REQUIRED ACTION: Your task is to quote the records from their first line through the line containing "mod server;", with nothing added or left out.

DATASET CONTENT:
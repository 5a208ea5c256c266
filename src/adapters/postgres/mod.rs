//! PostgreSQL adapters - Database implementations for repository ports.
//!
//! - `PostgresMessageRepository` - Chat message persistence with per-chat ordering

mod message_repository;

pub use message_repository::PostgresMessageRepository;
//! Application configuration module
//!
//! Configuration is read from environment variables with the `CHAT_RELAY`
//! prefix, using `__` between nested keys. A `.env` file is loaded first if
//! present.
//!
//! # Example
//!
//! ```no_run
//! use chat_relay::config::AppConfig;
//!
//! let config = AppConfig::load().expect("Failed to load configuration");
//! config.validate().expect("Invalid configuration");
//!
//! println!("Server running on {}", config.server.socket_addr().unwrap());
//! ```

mod ai;
mod chat;
mod database;
mod error;
mod server;

pub use ai::{AiConfig, AiProvider};
pub use chat::ChatConfig;
pub use database::DatabaseConfig;
pub use error::{ConfigError, ValidationError};
pub use server::{Environment, ServerConfig};

use serde::Deserialize;

use crate::application::handlers::relay::RelaySettings;

/// Root application configuration
///
/// Every section has defaults, so an empty environment loads successfully.
#[derive(Debug, Clone, Default, Deserialize)]
pub struct AppConfig {
    /// Server configuration (host, port, environment)
    #[serde(default)]
    pub server: ServerConfig,

    /// Completion provider configuration (OpenAI/Azure)
    #[serde(default)]
    pub ai: AiConfig,

    /// Conversation window and response streaming
    #[serde(default)]
    pub chat: ChatConfig,

    /// Message storage (PostgreSQL, optional)
    #[serde(default)]
    pub database: DatabaseConfig,
}

impl AppConfig {
    /// Load configuration from environment variables
    ///
    /// # Environment Variable Format
    ///
    /// - `CHAT_RELAY__SERVER__PORT=8000` -> `server.port = 8000`
    /// - `CHAT_RELAY__AI__API_KEY=...` -> `ai.api_key = ...`
    ///
    /// # Errors
    ///
    /// Returns `ConfigError` if values cannot be parsed into expected types.
    pub fn load() -> Result<Self, ConfigError> {
        // Load .env file if present (development)
        dotenvy::dotenv().ok();

        let config = config::Config::builder()
            .add_source(
                config::Environment::default()
                    .prefix("CHAT_RELAY")
                    .separator("__"),
            )
            .build()?
            .try_deserialize()?;

        Ok(config)
    }

    /// Validate all configuration values
    ///
    /// # Errors
    ///
    /// Returns `ValidationError` if any configuration value is invalid.
    pub fn validate(&self) -> Result<(), ValidationError> {
        self.server.validate()?;
        self.ai.validate()?;
        self.chat.validate()?;
        self.database.validate()?;
        Ok(())
    }

    /// Check if running in production environment
    pub fn is_production(&self) -> bool {
        self.server.is_production()
    }

    /// Settings handed to the relay core.
    pub fn relay_settings(&self) -> RelaySettings {
        RelaySettings {
            max_conversation_pairs: self.chat.max_conversation_pairs,
            temperature: self.ai.temperature,
            model: self.ai.model.clone(),
            default_persona: self.chat.default_persona.clone(),
            idle_timeout: self.ai.idle_timeout(),
            write_timeout: self.chat.write_timeout(),
            channel_buffer: self.chat.channel_buffer,
        }
    }
}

WRITTEN ANSWER:
repository 5a208ea5c256c266
filename src/adapters/postgres/mod.rs
//! PostgreSQL adapters - Database implementations for repository ports.
//!
//! - `PostgresMessageRepository` - Chat message persistence with per-chat ordering

mod message_repository;

pub use message_repository::PostgresMessageRepository;
//! Application configuration module
//!
//! Configuration is read from environment variables with the `CHAT_RELAY`
//! prefix, using `__` between nested keys. A `.env` file is loaded first if
//! present.
//!
//! # Example
//!
//! ```no_run
//! use chat_relay::config::AppConfig;
//!
//! let config = AppConfig::load().expect("Failed to load configuration");
//! config.validate().expect("Invalid configuration");
//!
//! println!("Server running on {}", config.server.socket_addr().unwrap());
//! ```

mod ai;
mod chat;
mod database;
mod error;
mod server;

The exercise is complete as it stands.